(SUPPLIED RECORDS Opens)

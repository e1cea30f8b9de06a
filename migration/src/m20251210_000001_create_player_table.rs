use sea_orm_migration::{prelude::*, schema::*};

#[derive(DeriveMigrationName)]
pub struct Migration;

#[async_trait::async_trait]
impl MigrationTrait for Migration {
    async fn up(&self, manager: &SchemaManager) -> Result<(), DbErr> {
        manager
            .create_table(
                Table::create()
                    .table(Player::Table)
                    .if_not_exists()
                    .col(big_pk_auto(Player::Id))
                    .col(string_len(Player::Name, 12))
                    .col(string_len(Player::Title, 30))
                    .col(string_len(Player::Race, 16))
                    .col(string_len(Player::Profession, 16))
                    .col(integer(Player::Experience))
                    .col(integer(Player::Level))
                    .col(integer(Player::UntilNextLevel))
                    .col(timestamp_with_time_zone(Player::Birthday))
                    .col(boolean(Player::Banned).default(false))
                    .to_owned(),
            )
            .await
    }

    async fn down(&self, manager: &SchemaManager) -> Result<(), DbErr> {
        manager
            .drop_table(Table::drop().table(Player::Table).to_owned())
            .await
    }
}

#[derive(DeriveIden)]
pub enum Player {
    Table,
    Id,
    Name,
    Title,
    Race,
    Profession,
    Experience,
    Level,
    UntilNextLevel,
    Birthday,
    Banned,
}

(SUPPLIED RECORDS Closes)

## WHAT YOU NEED TO DO
Locate the word "SchemaManager" in the records and collect each line it appears in.

## WRITTEN ANSWER
    async fn up(&self, manager: &SchemaManager) -> Result<(), DbErr> {
    async fn down(&self, manager: &SchemaManager) -> Result<(), DbErr> {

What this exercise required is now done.